# Update: Timberwolves, Rubio agree to deal



## Basel

> A little birdie says the Timberwolves have received word from Ricky Rubio's family that he's open to signing with them for next season — if there is a season.
> 
> The NBA's labor agreement expires June 30, and that's an issue for Rubio, the Wolves' 2009 first-round draft pick who could continue playing for FC Barcelona in Spain if there is an NBA lockout.

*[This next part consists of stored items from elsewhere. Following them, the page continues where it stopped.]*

// Gauges: a single value on a dial with optional bounds and target

use super::{CompileContext, FamilyCompiler};
use crate::data::format_number;
use crate::ir::{ChartSpec, IndicatorSpec};
use crate::schema::Role;

pub struct GaugeCompiler;

impl FamilyCompiler for GaugeCompiler {
    fn compile(&self, ctx: &CompileContext<'_>) -> ChartSpec {
        let options = ctx.config.gauge();
        let mut spec = ChartSpec::new(ctx.entry.kind);
        let Some(datum) = ctx.shaped.first() else {
            return spec;
        };
        if ctx.shaped.len() > 1 {
            log::debug!("Gauge received {} groups, using the first", ctx.shaped.len());
        }

        let value = datum.measure(Role::Values).unwrap_or(0.0);
        // Bound fields win over configured constants
        let min = datum.measure(Role::Minimum).or(options.min).unwrap_or(0.0);
        let max = datum.measure(Role::Maximum).or(options.max).unwrap_or(value * 2.0);
        let target = datum.measure(Role::Target).or(options.target);

        let label = datum
            .measures_for(Role::Values)
            .next()
            .map_or_else(|| "Value".to_string(), |m| m.label.clone());
        spec.indicators.push(IndicatorSpec {
            label,
            group: None,
            value,
            formatted: format_number(value),
            min: Some(min),
            max: Some(max),
            target,
        });
        spec.category_colors = ctx.palette.assign(1);
        spec
    }
}
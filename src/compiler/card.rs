// Cards and multi-row cards: headline numbers with display units

use super::{CompileContext, FamilyCompiler};
use crate::config::DisplayUnits;
use crate::data::format_number;
use crate::ir::{ChartSpec, IndicatorSpec};

pub struct CardCompiler;

impl FamilyCompiler for CardCompiler {
    fn compile(&self, ctx: &CompileContext<'_>) -> ChartSpec {
        let options = ctx.config.card();
        let mut spec = ChartSpec::new(ctx.entry.kind);

        // Multi-row cards may group by a dimension; each group contributes a row of indicators
        for datum in ctx.shaped {
            let group = if datum.dimensions.is_empty() {
                None
            } else {
                Some(datum.dimensions.iter().map(|d| d.value.display()).collect::<Vec<_>>().join(", "))
            };
            for measure in &datum.measures {
                spec.indicators.push(IndicatorSpec {
                    label: measure.label.clone(),
                    group: group.clone(),
                    value: measure.value,
                    formatted: format_display_units(measure.value, options.display_units, options.decimals),
                    min: None,
                    max: None,
                    target: None,
                });
            }
        }
        spec.category_colors = ctx.palette.assign(spec.indicators.len());
        spec
    }
}

/// Format `value` with a K/M/B suffix.
///
/// `Auto` picks the largest unit not exceeding the magnitude and shows one
/// decimal; `decimals` overrides the precision for every unit.
pub fn format_display_units(value: f64, units: DisplayUnits, decimals: Option<usize>) -> String {
    let magnitude = value.abs();
    let (divisor, suffix) = match units {
        DisplayUnits::None => (1.0, ""),
        DisplayUnits::Thousands => (1e3, "K"),
        DisplayUnits::Millions => (1e6, "M"),
        DisplayUnits::Billions => (1e9, "B"),
        DisplayUnits::Auto if magnitude >= 1e9 => (1e9, "B"),
        DisplayUnits::Auto if magnitude >= 1e6 => (1e6, "M"),
        DisplayUnits::Auto if magnitude >= 1e3 => (1e3, "K"),
        DisplayUnits::Auto => (1.0, ""),
    };
    let scaled = value / divisor;
    let body = match decimals {
        Some(d) => format!("{:.*}", d, scaled),
        None if suffix.is_empty() => format_number(scaled),
        None => format_number((scaled * 10.0).round() / 10.0),
    };
    format!("{}{}", body, suffix)
}
// Pie and donut charts

use super::{percent_of, CompileContext, FamilyCompiler};
use crate::ir::{ChartKind, ChartSpec, SeriesSpec};

const DONUT_INNER_RADIUS: f64 = 50.0;

pub struct PieCompiler;

impl FamilyCompiler for PieCompiler {
    fn compile(&self, ctx: &CompileContext<'_>) -> ChartSpec {
        let options = ctx.config.pie();

        // One slice per group; legend and details values are joined into the slice label
        let labels: Vec<String> = ctx
            .shaped
            .iter()
            .map(|d| d.dimensions.iter().map(|v| v.value.display()).collect::<Vec<_>>().join(", "))
            .collect();
        let data: Vec<f64> = ctx.shaped.iter().map(|d| d.value()).collect();
        let total: f64 = data.iter().map(|v| v.abs()).sum();
        let percentages = data.iter().map(|v| percent_of(v.abs(), total)).collect();

        let name = ctx
            .shaped
            .first()
            .and_then(|d| d.measures.first())
            .map_or_else(|| "Value".to_string(), |m| m.label.clone());
        let mut series = SeriesSpec::new(name, data, ctx.palette.color_at(0));
        series.percentages = percentages;
        series.labels = labels.clone();
        series.data_labels = options.show_percentages;
        series.inner_radius = Some(options.inner_radius.unwrap_or(match ctx.entry.kind {
            ChartKind::Donut => DONUT_INNER_RADIUS,
            _ => 0.0,
        }));

        let mut spec = ChartSpec::new(ctx.entry.kind);
        spec.category_colors = ctx.palette.assign(labels.len());
        spec.legend = ctx.legend(labels);
        spec.series = vec![series];
        spec
    }
}
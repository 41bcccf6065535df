// Maps: one bubble per location, positioned when latitude and longitude are bound

use super::{CompileContext, FamilyCompiler};
use crate::ir::{ChartSpec, PointSpec, SeriesSpec};
use crate::schema::Role;

pub struct MapCompiler;

impl FamilyCompiler for MapCompiler {
    fn compile(&self, ctx: &CompileContext<'_>) -> ChartSpec {
        let by_legend = ctx.has_dimension(Role::Legend);
        let legend = ctx.distinct(Role::Legend);
        let has_coordinates = ctx
            .shaped
            .first()
            .is_some_and(|d| d.measure(Role::Latitude).is_some() && d.measure(Role::Longitude).is_some());

        let mut series: Vec<SeriesSpec> = if by_legend {
            legend
                .labels()
                .into_iter()
                .enumerate()
                .map(|(i, name)| SeriesSpec::new(name, Vec::new(), ctx.palette.color_at(i)))
                .collect()
        } else {
            let name = ctx
                .measure_labels(Role::Size)
                .first()
                .map_or_else(|| "Locations".to_string(), |s| s.to_string());
            vec![SeriesSpec::new(name, Vec::new(), ctx.palette.color_at(0))]
        };

        for datum in ctx.shaped {
            let slot = if by_legend {
                legend.position(datum.dimension(Role::Legend)).unwrap_or(0)
            } else {
                0
            };
            let label = datum.dimension(Role::Location).map(|v| v.display()).unwrap_or_default();
            let size = datum.measure(Role::Size);
            let s = &mut series[slot];
            if has_coordinates {
                s.points.push(PointSpec {
                    label: Some(label.clone()),
                    x: datum.measure(Role::Longitude).unwrap_or(0.0),
                    y: datum.measure(Role::Latitude).unwrap_or(0.0),
                    size,
                });
            }
            s.labels.push(label);
            s.data.push(size.unwrap_or(0.0));
        }

        let legend_entries = if by_legend {
            series.iter().map(|s| s.name.clone()).collect()
        } else {
            Vec::new()
        };

        let mut spec = ChartSpec::new(ctx.entry.kind);
        spec.legend = ctx.legend(legend_entries);
        spec.category_colors = ctx.palette.assign(series.len());
        spec.series = series;
        spec
    }
}
// Column, bar, line and area charts

use super::{axis_spec, percent_of, CompileContext, FamilyCompiler, Keyed};
use crate::ir::{AxesSpec, AxisKind, ChartSpec, SeriesSpec};
use crate::registry::{SeriesLayout, VisualFamily};
use crate::schema::Role;

/// Name of the derived series added to multi-series layouts with a single real series
pub const SYNTHETIC_SERIES_NAME: &str = "% of total";

const STACK_GROUP: &str = "total";

pub struct CartesianCompiler;

impl FamilyCompiler for CartesianCompiler {
    fn compile(&self, ctx: &CompileContext<'_>) -> ChartSpec {
        let options = ctx.config.cartesian();
        let layout = ctx.entry.layout;

        // 1. Categories from the axis well; without one every datum shares a single "" slot
        let categories = ctx.distinct(Role::Axis);
        let labels = categories.labels();

        // 2. Genuine series: one per legend value, otherwise one per bound measure
        let mut series = if ctx.has_dimension(Role::Legend) {
            series_by_legend(ctx, &categories)
        } else {
            series_by_measure(ctx, &categories)
        };

        // 3. Derived second series for incomplete multi-series bindings, taken from the raw values
        let synthetic = if layout.is_multi_series() && options.synthesize_series && series.len() == 1 {
            let synthetic = synthesize_percent_series(&series[0], ctx.palette.color_at(1));
            log::debug!("Synthesized '{}' series for '{}'", synthetic.name, ctx.entry.tag);
            Some(synthetic)
        } else {
            None
        };

        if matches!(layout, SeriesLayout::Stacked | SeriesLayout::PercentStacked) {
            for s in &mut series {
                s.stack = Some(STACK_GROUP.to_string());
            }
        }
        if layout == SeriesLayout::PercentStacked {
            normalize_to_percent(&mut series, labels.len());
        }
        series.extend(synthetic);

        for s in &mut series {
            s.data_labels = options.data_labels;
        }

        // 4. Axes: categories run along x except for bars
        let category_title = ctx.dimension_field(Role::Axis).map(str::to_string);
        let value_title = Some(ctx.measure_labels(Role::Values).join(", "));
        let axes = if ctx.entry.family == VisualFamily::Bar {
            AxesSpec {
                x: axis_spec(AxisKind::Value, &options.x_axis, value_title, Vec::new()),
                y: axis_spec(AxisKind::Category, &options.y_axis, category_title, labels.clone()),
            }
        } else {
            AxesSpec {
                x: axis_spec(AxisKind::Category, &options.x_axis, category_title, labels.clone()),
                y: axis_spec(AxisKind::Value, &options.y_axis, value_title, Vec::new()),
            }
        };

        let legend_entries = if series.len() > 1 || ctx.has_dimension(Role::Legend) {
            series.iter().map(|s| s.name.clone()).collect()
        } else {
            Vec::new()
        };

        let mut spec = ChartSpec::new(ctx.entry.kind);
        spec.axes = Some(axes);
        spec.legend = ctx.legend(legend_entries);
        spec.category_colors = ctx.palette.assign(labels.len());
        spec.series = series;
        spec
    }
}

fn series_by_legend<'a>(ctx: &CompileContext<'a>, categories: &Keyed<'a>) -> Vec<SeriesSpec> {
    let legend = ctx.distinct(Role::Legend);
    let mut series: Vec<SeriesSpec> = legend
        .labels()
        .into_iter()
        .enumerate()
        .map(|(i, name)| SeriesSpec::new(name, vec![0.0; categories.len()], ctx.palette.color_at(i)))
        .collect();

    for datum in ctx.shaped {
        let (Some(s), Some(c)) = (
            legend.position(datum.dimension(Role::Legend)),
            categories.position(datum.dimension(Role::Axis)),
        ) else {
            continue;
        };
        series[s].data[c] += datum.value();
    }
    series
}

fn series_by_measure<'a>(ctx: &CompileContext<'a>, categories: &Keyed<'a>) -> Vec<SeriesSpec> {
    let names = ctx.measure_labels(Role::Values);
    if names.is_empty() {
        // Nothing bound to values: plot the primary measure, usually a tooltip
        let mut data = vec![0.0; categories.len()];
        for datum in ctx.shaped {
            if let Some(c) = categories.position(datum.dimension(Role::Axis)) {
                data[c] += datum.value();
            }
        }
        let name = ctx
            .shaped
            .first()
            .and_then(|d| d.measures.first())
            .map_or_else(|| "Value".to_string(), |m| m.label.clone());
        return vec![SeriesSpec::new(name, data, ctx.palette.color_at(0))];
    }

    names
        .iter()
        .enumerate()
        .map(|(i, name)| {
            let mut data = vec![0.0; categories.len()];
            for datum in ctx.shaped {
                let Some(c) = categories.position(datum.dimension(Role::Axis)) else {
                    continue;
                };
                if let Some(m) = datum.measures_for(Role::Values).nth(i) {
                    data[c] += m.value;
                }
            }
            SeriesSpec::new(*name, data, ctx.palette.color_at(i))
        })
        .collect()
}

/// Rescale each category so that its series sum to 100
fn normalize_to_percent(series: &mut [SeriesSpec], categories: usize) {
    for c in 0..categories {
        let total: f64 = series.iter().map(|s| s.data[c].abs()).sum();
        for s in series.iter_mut() {
            s.data[c] = percent_of(s.data[c].abs(), total);
        }
    }
}

/// Each category's share of the primary series total
fn synthesize_percent_series(primary: &SeriesSpec, color: String) -> SeriesSpec {
    let total: f64 = primary.data.iter().sum();
    let data = primary.data.iter().map(|v| percent_of(*v, total)).collect();
    let mut synthetic = SeriesSpec::new(SYNTHETIC_SERIES_NAME, data, color);
    synthetic.is_synthetic = true;
    synthetic
}

#[cfg(test)]
mod tests {
    use super::super::test_support::*;
    use super::super::compile;
    use super::*;
    use crate::config::{CartesianOptions, FamilyOptions, VisualConfig};
    use crate::data::Value;
    use crate::ir::ChartKind;

    fn legend_datum(cat: &str, series: &str, value: f64) -> crate::shape::ShapedDatum {
        datum(
            &[(Role::Axis, "region", Value::from(cat)), (Role::Legend, "product", Value::from(series))],
            &[(Role::Values, "Sum of sales", value)],
        )
    }

    #[test]
    fn test_column_end_to_end() {
        let shaped = vec![category("North", 150.0), category("South", 80.0)];
        let spec = compile("column", &shaped, &VisualConfig::default());
        assert_eq!(spec.kind, ChartKind::Column);
        assert_eq!(spec.series.len(), 1);
        assert_eq!(spec.series[0].data, vec![150.0, 80.0]);
        let axes = spec.axes.unwrap();
        assert_eq!(axes.category_axis().unwrap().categories, vec!["North", "South"]);
        assert_eq!(axes.x.title.as_deref(), Some("region"));
        assert_eq!(axes.y.title.as_deref(), Some("Sum of sales"));
        assert!(spec.legend.is_none());
    }

    #[test]
    fn test_bar_puts_categories_on_y() {
        let shaped = vec![category("North", 1.0)];
        let axes = compile("bar", &shaped, &VisualConfig::default()).axes.unwrap();
        assert_eq!(axes.y.kind, AxisKind::Category);
        assert_eq!(axes.x.kind, AxisKind::Value);
    }

    #[test]
    fn test_legend_series_fill_missing_with_zero() {
        let shaped = vec![
            legend_datum("North", "A", 10.0),
            legend_datum("South", "B", 5.0),
            legend_datum("North", "B", 2.0),
        ];
        let spec = compile("clustered-column", &shaped, &VisualConfig::default());
        assert_eq!(spec.series.len(), 2);
        assert_eq!(spec.series[0].name, "A");
        assert_eq!(spec.series[0].data, vec![10.0, 0.0]);
        assert_eq!(spec.series[1].data, vec![2.0, 5.0]);
        assert!(spec.series.iter().all(|s| !s.is_synthetic));
        assert_eq!(spec.legend.unwrap().entries, vec!["A", "B"]);
    }

    #[test]
    fn test_synthetic_series_is_flagged() {
        let shaped = vec![category("North", 150.0), category("South", 50.0)];
        let spec = compile("stacked-column", &shaped, &VisualConfig::default());
        assert_eq!(spec.series.len(), 2);
        let synthetic = &spec.series[1];
        assert!(synthetic.is_synthetic);
        assert_eq!(synthetic.name, SYNTHETIC_SERIES_NAME);
        assert_eq!(synthetic.data, vec![75.0, 25.0]);
        assert!(synthetic.stack.is_none());
        assert_eq!(spec.series[0].stack.as_deref(), Some("total"));
    }

    #[test]
    fn test_synthetic_series_can_be_disabled() {
        let shaped = vec![category("North", 150.0)];
        let config = VisualConfig {
            options: FamilyOptions::Cartesian(CartesianOptions {
                synthesize_series: false,
                ..Default::default()
            }),
            ..Default::default()
        };
        let spec = compile("clustered-column", &shaped, &config);
        assert_eq!(spec.series.len(), 1);
        // Single layouts never synthesize
        assert_eq!(compile("column", &shaped, &VisualConfig::default()).series.len(), 1);
    }

    #[test]
    fn test_percent_stacked_normalizes() {
        let shaped = vec![legend_datum("North", "A", 30.0), legend_datum("North", "B", 10.0)];
        let spec = compile("100-stacked-column", &shaped, &VisualConfig::default());
        assert_eq!(spec.series[0].data, vec![75.0]);
        assert_eq!(spec.series[1].data, vec![25.0]);
    }

    #[test]
    fn test_percent_stacked_synthetic_uses_raw_values() {
        let shaped = vec![category("North", 150.0), category("South", 50.0)];
        let spec = compile("100-stacked-column", &shaped, &VisualConfig::default());
        assert_eq!(spec.series.len(), 2);
        assert_eq!(spec.series[0].data, vec![100.0, 100.0]);
        assert!(spec.series[1].is_synthetic);
        assert_eq!(spec.series[1].data, vec![75.0, 25.0]);
        assert!(spec.series[1].stack.is_none());
    }

    #[test]
    fn test_category_colors_keep_unparsed_entries() {
        let shaped: Vec<_> = (0..7).map(|i| category(&format!("c{}", i), 1.0)).collect();
        let config = VisualConfig {
            palette: Some(vec!["#ff0000".into(), "rgba(0,255,0,1)".into(), "#0000ff".into()]),
            ..Default::default()
        };
        let spec = compile("column", &shaped, &config);
        assert_eq!(spec.category_colors[1], "rgba(0,255,0,1)");
        assert_eq!(spec.category_colors[4], "rgba(0,255,0,1)");
        assert_eq!(spec.category_colors[5], "#0000ff");
    }

    #[test]
    fn test_missing_axis_single_blank_category() {
        let shaped = vec![datum(&[], &[(Role::Values, "Sum of sales", 42.0)])];
        let spec = compile("line", &shaped, &VisualConfig::default());
        assert_eq!(spec.axes.unwrap().x.categories, vec![""]);
        assert_eq!(spec.series[0].data, vec![42.0]);
    }

    #[test]
    fn test_multiple_measures_become_series() {
        let shaped = vec![datum(
            &[(Role::Axis, "region", Value::from("North"))],
            &[(Role::Values, "Sum of sales", 10.0), (Role::Values, "Sum of cost", 4.0)],
        )];
        let spec = compile("clustered-column", &shaped, &VisualConfig::default());
        let names: Vec<&str> = spec.series.iter().map(|s| s.name.as_str()).collect();
        assert_eq!(names, vec!["Sum of sales", "Sum of cost"]);
        assert_eq!(spec.series[1].data, vec![4.0]);
        assert_eq!(spec.series[1].color, crate::palette::DEFAULT_COLORS[1]);
    }

    #[test]
    fn test_category_colors_wrap() {
        let shaped: Vec<_> = (0..7).map(|i| category(&format!("c{}", i), 1.0)).collect();
        let config = VisualConfig {
            palette: Some(vec!["#ff0000".into(), "#00ff00".into(), "#0000ff".into()]),
            ..Default::default()
        };
        let spec = compile("column", &shaped, &config);
        assert_eq!(spec.category_colors.len(), 7);
        assert_eq!(spec.category_colors[5], "#0000ff");
    }

    #[test]
    fn test_axis_overrides() {
        let shaped = vec![category("North", 1.0)];
        let mut options = CartesianOptions::default();
        options.x_axis.show = false;
        options.y_axis.show_title = false;
        options.x_axis.title = Some("Region".to_string());
        let config = VisualConfig {
            options: FamilyOptions::Cartesian(options),
            ..Default::default()
        };
        let axes = compile("column", &shaped, &config).axes.unwrap();
        assert!(!axes.x.visible);
        assert_eq!(axes.x.title.as_deref(), Some("Region"));
        assert!(axes.y.title.is_none());
    }
}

The 6-foot-4 point guard is averaging 5.5 points and 4.0 assists in 45 games this season.


http://www.twincities.com/sports/ci_17718195?nclick_check=1


----------



## NK1990

*Re: Ricky Rubio's family says he could join Timberwolves*

bout damn time...


----------



## ajax25

*Re: Ricky Rubio's family says he could join Timberwolves*

hes averaging 5.5pts and 4ast in 45 games playing in a lesser league over seas and an NBA team wants him? seriously? I am out of shape and haven't playing serious basketball in awhile but I think I could post those kinds of numbers lol maybe I should go try out! I mean unless hes only playing like 10 min a game those numbers are horrible. I'm assuming thats not the case because hes supposedly a star player so I think he would be getting a ton of minutes....i just don't understand it


----------



## Pay Ton

*Re: Ricky Rubio's family says he could join Timberwolves*



ajax25 said:


> *hes averaging 5.5pts and 4ast in 45 games playing in a lesser league over seas* and an NBA team wants him? seriously? I am out of shape and haven't playing serious basketball in awhile but I think I could post those kinds of numbers lol maybe I should go try out! I mean unless hes only playing like 10 min a game those numbers are horrible. I'm assuming thats not the case because hes supposedly a star player so I think he would be getting a ton of minutes....i just don't understand it


Nah, they're talking about his averages in this hockey league he's playing for right now.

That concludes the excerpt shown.